Aberrant MYCN expression drives oncogenic hijacking of EZH2 as a transcriptional activator in peripheral T cell lymphoma [ChIP-seq]

Peripheral T cell lymphoma (PTCL) is a heterogeneous group of hematological cancers arising from the malignant transformation of mature T cells. In a cohort of 28 PTCL cases, we identified recurrent overexpression of MYCN, a member of the MYC family of oncogenic transcription factors. Approximately half of all PTCL cases was characterized by a MYC expression signature. Inducible expression of MYCN in lymphoid cells in a mouse model caused T cell lymphoma that recapitulated human PTCL with a MYC expression signature.
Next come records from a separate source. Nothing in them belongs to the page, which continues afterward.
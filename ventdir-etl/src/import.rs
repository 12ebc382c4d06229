//! SerpAPI Google Maps search to import CSVs

use std::path::PathBuf;
use std::time::Duration;

use anyhow::{Context, Result};
use chrono::{DateTime, SecondsFormat, Utc};
use clap::Args;
use tracing::{info, warn};
use url::Url;
use uuid::Uuid;
use ventdir_core::{slugify, Amenity, BusinessStatus, SiteConfig};

use crate::address::{parse_address, ParsedAddress};
use crate::amenities::extract_amenities;
use crate::csv_out::{save_import, CsvRow, SavedFiles};
use crate::hours::{parse_operating_hours, ImportedHours};
use crate::nominatim::{NominatimClient, REQUEST_INTERVAL};
use crate::serpapi::{LocalResult, SerpApiClient};

pub const DEFAULT_QUERY: &str = "dryer vent cleaning";
const COUNTRY: &str = "United States";
const PAGE_DELAY: Duration = Duration::from_secs(1);

#[derive(Args, Debug, Clone)]
pub struct ImportArgs {
    /// Search area, e.g. "Indiana, United States" or "Los Angeles, CA"
    #[arg(long)]
    pub location: String,

    #[arg(long, default_value = DEFAULT_QUERY)]
    pub query: String,

    /// Stop after this many locations
    #[arg(long)]
    pub limit: Option<usize>,

    /// Fetch and parse without writing files
    #[arg(long)]
    pub dry_run: bool,

    /// Files go to `<output-dir>/<location slug>/`
    #[arg(long, value_name = "DIR", default_value = "serpapi_data")]
    pub output_dir: PathBuf,
}

/// One `locations.csv` row
#[derive(Debug, Clone)]
pub struct ImportedLocation {
    pub id: Uuid,
    pub name: String,
    pub slug: String,
    pub city_slug: String,
    pub website_url: String,
    pub phone: String,
    pub address: ParsedAddress,
    pub latitude: Option<f64>,
    pub longitude: Option<f64>,
    pub description: String,
    pub business_type: String,
    pub business_types: String,
    pub business_status: BusinessStatus,
    pub google_rating: Option<f64>,
    pub review_count: Option<u64>,
    pub booking_appointment_url: String,
    pub location_url: String,
    pub google_place_id: String,
    pub google_id: String,
    pub updated_at: DateTime<Utc>,
    pub serp_payload: String,
}

fn opt<T: ToString>(value: Option<T>) -> String {
    value.map(|v| v.to_string()).unwrap_or_default()
}

impl CsvRow for ImportedLocation {
    fn fields(&self) -> Vec<String> {
        let blank = String::new;
        vec![
            self.id.to_string(),
            self.name.clone(),
            self.slug.clone(),
            self.city_slug.clone(),
            self.website_url.clone(),
            self.phone.clone(),
            blank(),
            self.address.street_address.clone(),
            self.address.city.clone(),
            self.address.state.clone(),
            self.address.postal_code.clone(),
            COUNTRY.to_string(),
            opt(self.latitude),
            opt(self.longitude),
            self.description.clone(),
            self.business_type.clone(),
            self.business_types.clone(),
            self.business_status.to_string(),
            opt(self.google_rating),
            opt(self.review_count),
            blank(),
            blank(),
            blank(),
            blank(),
            blank(),
            blank(),
            blank(),
            self.booking_appointment_url.clone(),
            blank(),
            blank(),
            self.location_url.clone(),
            self.google_place_id.clone(),
            self.google_id.clone(),
            blank(),
            self.updated_at.to_rfc3339_opts(SecondsFormat::Millis, true),
            self.serp_payload.clone(),
        ]
    }
}

/// One `location_hours.csv` row
#[derive(Debug, Clone)]
pub struct HoursRow {
    pub location_id: Uuid,
    pub hours: ImportedHours,
}

impl CsvRow for HoursRow {
    fn fields(&self) -> Vec<String> {
        vec![
            self.location_id.to_string(),
            self.hours.day_of_week.to_string(),
            self.hours.open_time.clone().unwrap_or_default(),
            self.hours.close_time.clone().unwrap_or_default(),
            self.hours.is_closed.to_string(),
        ]
    }
}

/// One `location_amenities.csv` row
#[derive(Debug, Clone)]
pub struct AmenityRow {
    pub location_id: Uuid,
    pub amenity: Amenity,
}

impl CsvRow for AmenityRow {
    fn fields(&self) -> Vec<String> {
        vec![
            self.location_id.to_string(),
            self.amenity.name.clone(),
            self.amenity.category.clone(),
        ]
    }
}

/// Unwrap Google's `/url?q=<target>&...` redirect links.
pub fn extract_real_url(raw: Option<&str>) -> String {
    let Some(raw) = raw.filter(|r| !r.is_empty()) else {
        return String::new();
    };
    if !raw.starts_with("/url?q=") {
        return raw.to_string();
    }
    Url::parse("https://google.com")
        .and_then(|base| base.join(raw))
        .ok()
        .and_then(|url| {
            url.query_pairs()
                .find(|(k, _)| k == "q")
                .map(|(_, v)| v.into_owned())
        })
        .filter(|target| !target.is_empty())
        .unwrap_or_else(|| raw.to_string())
}

/// Postgres array literal: `{"a","b"}`
pub fn format_business_types(types: &[String]) -> String {
    if types.is_empty() {
        return String::new();
    }
    let quoted: Vec<String> = types
        .iter()
        .map(|t| format!("\"{}\"", t.replace('"', "\\\"")))
        .collect();
    format!("{{{}}}", quoted.join(","))
}

pub fn build_location(result: &LocalResult, address: ParsedAddress, id: Uuid, now: DateTime<Utc>) -> ImportedLocation {
    let types = result.types.as_deref().unwrap_or_default();
    let place_id = result.place_id.clone().unwrap_or_default();
    let gps = result.gps_coordinates;

    ImportedLocation {
        id,
        name: result.title.clone(),
        slug: slugify(&result.title),
        city_slug: slugify(&address.city),
        website_url: extract_real_url(result.website.as_deref()),
        phone: result.phone.clone().unwrap_or_default(),
        latitude: gps.map(|g| g.latitude),
        longitude: gps.map(|g| g.longitude),
        description: result.description.clone().unwrap_or_default(),
        business_type: result
            .business_type
            .clone()
            .or_else(|| types.first().cloned())
            .unwrap_or_default(),
        business_types: format_business_types(types),
        business_status: BusinessStatus::from_open_state(result.open_state.as_deref()),
        google_rating: result.rating,
        review_count: result.reviews,
        booking_appointment_url: result.book_online.clone().unwrap_or_default(),
        location_url: format!("https://www.google.com/maps/place/?q=place_id:{place_id}"),
        google_place_id: place_id,
        google_id: result.provider_id.clone().unwrap_or_default(),
        updated_at: now,
        serp_payload: result.raw.to_string(),
        address,
    }
}

/// Everything collected so far, in CSV row form
#[derive(Debug, Default)]
pub struct ImportBatch {
    pub locations: Vec<ImportedLocation>,
    pub hours: Vec<HoursRow>,
    pub amenities: Vec<AmenityRow>,
}

impl ImportBatch {
    pub fn push(&mut self, result: &LocalResult, address: ParsedAddress, now: DateTime<Utc>) {
        let location = build_location(result, address, Uuid::new_v4(), now);
        let location_id = location.id;

        if let Some(hours) = &result.operating_hours {
            self.hours.extend(
                parse_operating_hours(hours)
                    .into_iter()
                    .map(|hours| HoursRow { location_id, hours }),
            );
        }
        self.amenities.extend(
            extract_amenities(result.extensions.as_ref(), result.service_options.as_ref())
                .into_iter()
                .map(|amenity| AmenityRow {
                    location_id,
                    amenity,
                }),
        );
        self.locations.push(location);
    }

    pub fn save(&self, dir: &std::path::Path) -> Result<SavedFiles> {
        save_import(dir, &self.locations, &self.hours, &self.amenities)
    }
}

#[derive(Debug)]
pub struct ImportSummary {
    pub api_calls: u32,
    pub locations: usize,
    pub hours: usize,
    pub amenities: usize,
    pub output_dir: PathBuf,
    /// `None` on a dry run
    pub saved: Option<SavedFiles>,
}

async fn resolve_address(result: &LocalResult, nominatim: &NominatimClient) -> Option<ParsedAddress> {
    if let Some(parsed) = result.address.as_deref().and_then(parse_address) {
        return Some(parsed);
    }
    let gps = result.gps_coordinates?;
    info!(title = %result.title, "no parseable address, trying reverse geocoding");
    let found = nominatim.reverse(gps.latitude, gps.longitude).await;
    tokio::time::sleep(REQUEST_INTERVAL).await;
    found
}

pub async fn run_import(args: ImportArgs, config: &SiteConfig, quiet: bool) -> Result<ImportSummary> {
    let serpapi = SerpApiClient::from_config(config)?;
    let nominatim = NominatimClient::new(&config.site.user_agent)?;
    let output_dir = args.output_dir.join(slugify(&args.location));

    info!(
        location = %args.location,
        query = %args.query,
        output = %output_dir.display(),
        dry_run = args.dry_run,
        "starting SerpAPI import"
    );

    let pb = crate::spinner(quiet, "{spinner:.green} {pos} locations | {msg}")?;
    let mut batch = ImportBatch::default();
    let mut api_calls = 0;
    let mut page = 1;

    loop {
        pb.set_message(format!("page {page}"));
        let data = serpapi
            .maps_page(&args.query, &args.location, page)
            .await
            .with_context(|| format!("failed to fetch page {page}"))?;
        api_calls += 1;
        info!(page, results = data.local_results.len(), "fetched page");

        if data.local_results.is_empty() {
            break;
        }
        let has_next = data.has_next();
        let mut limit_reached = false;

        for raw in data.local_results {
            let result = match LocalResult::from_value(raw) {
                Ok(result) => result,
                Err(e) => {
                    warn!(error = %e, "skipping malformed result");
                    continue;
                }
            };
            let Some(address) = resolve_address(&result, &nominatim).await else {
                warn!(
                    title = %result.title,
                    address = result.address.as_deref().unwrap_or(""),
                    "skipping: could not parse address"
                );
                continue;
            };

            batch.push(&result, address, Utc::now());
            pb.inc(1);

            if args.limit.is_some_and(|limit| batch.locations.len() >= limit) {
                limit_reached = true;
                break;
            }
        }

        if !args.dry_run && !batch.locations.is_empty() {
            batch.save(&output_dir)?;
        }
        if !has_next || limit_reached {
            break;
        }
        page += 1;
        tokio::time::sleep(PAGE_DELAY).await;
    }
    pb.finish_and_clear();

    let saved = if args.dry_run {
        None
    } else {
        Some(batch.save(&output_dir)?)
    };

    Ok(ImportSummary {
        api_calls,
        locations: batch.locations.len(),
        hours: batch.hours.len(),
        amenities: batch.amenities.len(),
        output_dir,
        saved,
    })
}

#[cfg(test)]
mod tests {
    use super::*;
    use chrono::TimeZone;
    use serde_json::json;

    fn sample() -> LocalResult {
        LocalResult::from_value(json!({
            "title": "Hoosier Vent Pros",
            "place_id": "ChIJabc",
            "provider_id": "/g/11xyz",
            "address": "8 N Grant St, Brownsburg, IN 46112, United States",
            "phone": "(317) 555-0100",
            "website": "/url?q=https://hoosiervents.example/&opi=89978449",
            "type": "Air duct cleaning service",
            "types": ["Air duct cleaning service", "Dryer \"vent\" service"],
            "open_state": "Temporarily closed",
            "rating": 4.8,
            "reviews": 112,
            "gps_coordinates": {"latitude": 39.84, "longitude": -86.39},
            "operating_hours": {"monday": "8 am–5 pm", "sunday": "Closed"},
            "extensions": [{"accessibility": ["wheelchair-accessible-entrance"]}]
        }))
        .unwrap()
    }

    #[test]
    fn redirect_urls_are_unwrapped() {
        assert_eq!(
            extract_real_url(Some("/url?q=https://example.com/page&sa=U")),
            "https://example.com/page"
        );
        assert_eq!(extract_real_url(Some("https://direct.example")), "https://direct.example");
        assert_eq!(extract_real_url(None), "");
    }

    #[test]
    fn business_types_array_literal() {
        let types = vec!["A".to_string(), "B \"x\"".to_string()];
        assert_eq!(format_business_types(&types), r#"{"A","B \"x\""}"#);
        assert_eq!(format_business_types(&[]), "");
    }

    #[test]
    fn location_row_from_result() {
        let result = sample();
        let address = parse_address(result.address.as_deref().unwrap()).unwrap();
        let now = Utc.with_ymd_and_hms(2024, 7, 10, 14, 0, 0).unwrap();
        let location = build_location(&result, address, Uuid::nil(), now);

        assert_eq!(location.slug, "hoosier-vent-pros");
        assert_eq!(location.city_slug, "brownsburg");
        assert_eq!(location.website_url, "https://hoosiervents.example/");
        assert_eq!(location.business_status, BusinessStatus::ClosedTemporarily);
        assert_eq!(
            location.location_url,
            "https://www.google.com/maps/place/?q=place_id:ChIJabc"
        );

        let fields = location.fields();
        assert_eq!(fields.len(), crate::csv_out::LOCATION_COLUMNS.len());
        assert_eq!(fields[9], "Indiana");
        assert_eq!(fields[11], "United States");
        assert_eq!(fields[17], "CLOSED_TEMPORARILY");
        assert_eq!(fields[34], "2024-07-10T14:00:00.000Z");
        assert!(fields[35].contains("\"place_id\":\"ChIJabc\""));
    }

    #[test]
    fn batch_links_hours_and_amenities() {
        let result = sample();
        let address = parse_address(result.address.as_deref().unwrap()).unwrap();
        let mut batch = ImportBatch::default();
        batch.push(&result, address, Utc::now());

        let id = batch.locations[0].id;
        assert_eq!(batch.hours.len(), 2);
        assert!(batch.hours.iter().all(|h| h.location_id == id));
        assert_eq!(batch.hours[0].fields()[4], "true");
        assert_eq!(batch.amenities.len(), 1);
        assert_eq!(batch.amenities[0].fields()[2], "Accessibility");
    }

    #[test]
    fn batch_writes_csv_files() {
        let dir = tempfile::tempdir().unwrap();
        let result = sample();
        let address = parse_address(result.address.as_deref().unwrap()).unwrap();
        let mut batch = ImportBatch::default();
        batch.push(&result, address, Utc::now());

        let saved = batch.save(dir.path()).unwrap();
        let text = std::fs::read_to_string(&saved.locations).unwrap();
        assert!(text.starts_with("\"id\",\"name\",\"slug\""));
        assert!(saved.hours.is_some());
        assert!(saved.amenities.is_some());
    }
}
Integration of mouse and human expression data identified EZH2 as a key downstream target of MYCN. Remarkably, EZH2 was found to be an essential co-factor for the transcriptional activation of the MYCN-driven gene expression program, which was independent of methyltransferase activity, but dependent on phosphorylation by CDK1. MYCN-driven T cell lymphoma was sensitive to EZH2 degradation or CDK1 inhibition, which displayed synergy with FDA-approved HDAC inhibitors. ChIPmentation sequencing of murine thymus cells of MYCN-driven T cell lymphomas with H3K27ac, H3K4me3, H3K27me3, p300, NMYC, EZH2 and SUZ12 antibodies.